Copy out every line of the data that follows, exactly.
────────────────
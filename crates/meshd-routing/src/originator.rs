//! Self-originated PANN construction.

use meshd_core::{MacAddress, PannFrame};

/// Builds the periodic self-announcements for a root or gate node.
///
/// Owns the local sequence number, which increments before every frame so
/// receivers always see strictly increasing values from this origin.
#[must_use]
pub struct PannOriginator {
    node_addr: MacAddress,
    element_ttl: u8,
    sn: u64,
}

impl PannOriginator {
    pub fn new(node_addr: MacAddress, element_ttl: u8) -> Self {
        Self {
            node_addr,
            element_ttl,
            sn: 0,
        }
    }

    /// Build the next self-announcement, consuming a sequence number.
    pub fn next_announcement(&mut self, is_gate: bool) -> PannFrame {
        self.sn = self.sn.wrapping_add(1);
        PannFrame {
            orig_addr: self.node_addr,
            orig_sn: self.sn,
            hop_count: 0,
            ttl: self.element_ttl,
            target_addr: MacAddress::BROADCAST,
            metric: 0,
            is_gate,
            reply_requested: false,
        }
    }

    /// The last sequence number handed out.
    #[must_use]
    pub fn current_sn(&self) -> u64 {
        self.sn
    }
}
────────────────
Solution to the problem —
filename crates/meshd-routing/src/originator.rs
//! Self-originated PANN construction.

use meshd_core::{MacAddress, PannFrame};

/// Builds the periodic self-announcements for a root or gate node.
///
/// Owns the local sequence number, which increments before every frame so
/// receivers always see strictly increasing values from this origin.
#[must_use]
pub struct PannOriginator {
    node_addr: MacAddress,
    element_ttl: u8,
    sn: u64,
}

impl PannOriginator {
    pub fn new(node_addr: MacAddress, element_ttl: u8) -> Self {
        Self {
            node_addr,
            element_ttl,
            sn: 0,
        }
    }

    /// Build the next self-announcement, consuming a sequence number.
    pub fn next_announcement(&mut self, is_gate: bool) -> PannFrame {
        self.sn = self.sn.wrapping_add(1);
        PannFrame {
            orig_addr: self.node_addr,
            orig_sn: self.sn,
            hop_count: 0,
            ttl: self.element_ttl,
            target_addr: MacAddress::BROADCAST,
            metric: 0,
            is_gate,
            reply_requested: false,
        }
    }

    /// The last sequence number handed out.
    #[must_use]
    pub fn current_sn(&self) -> u64 {
        self.sn
    }
}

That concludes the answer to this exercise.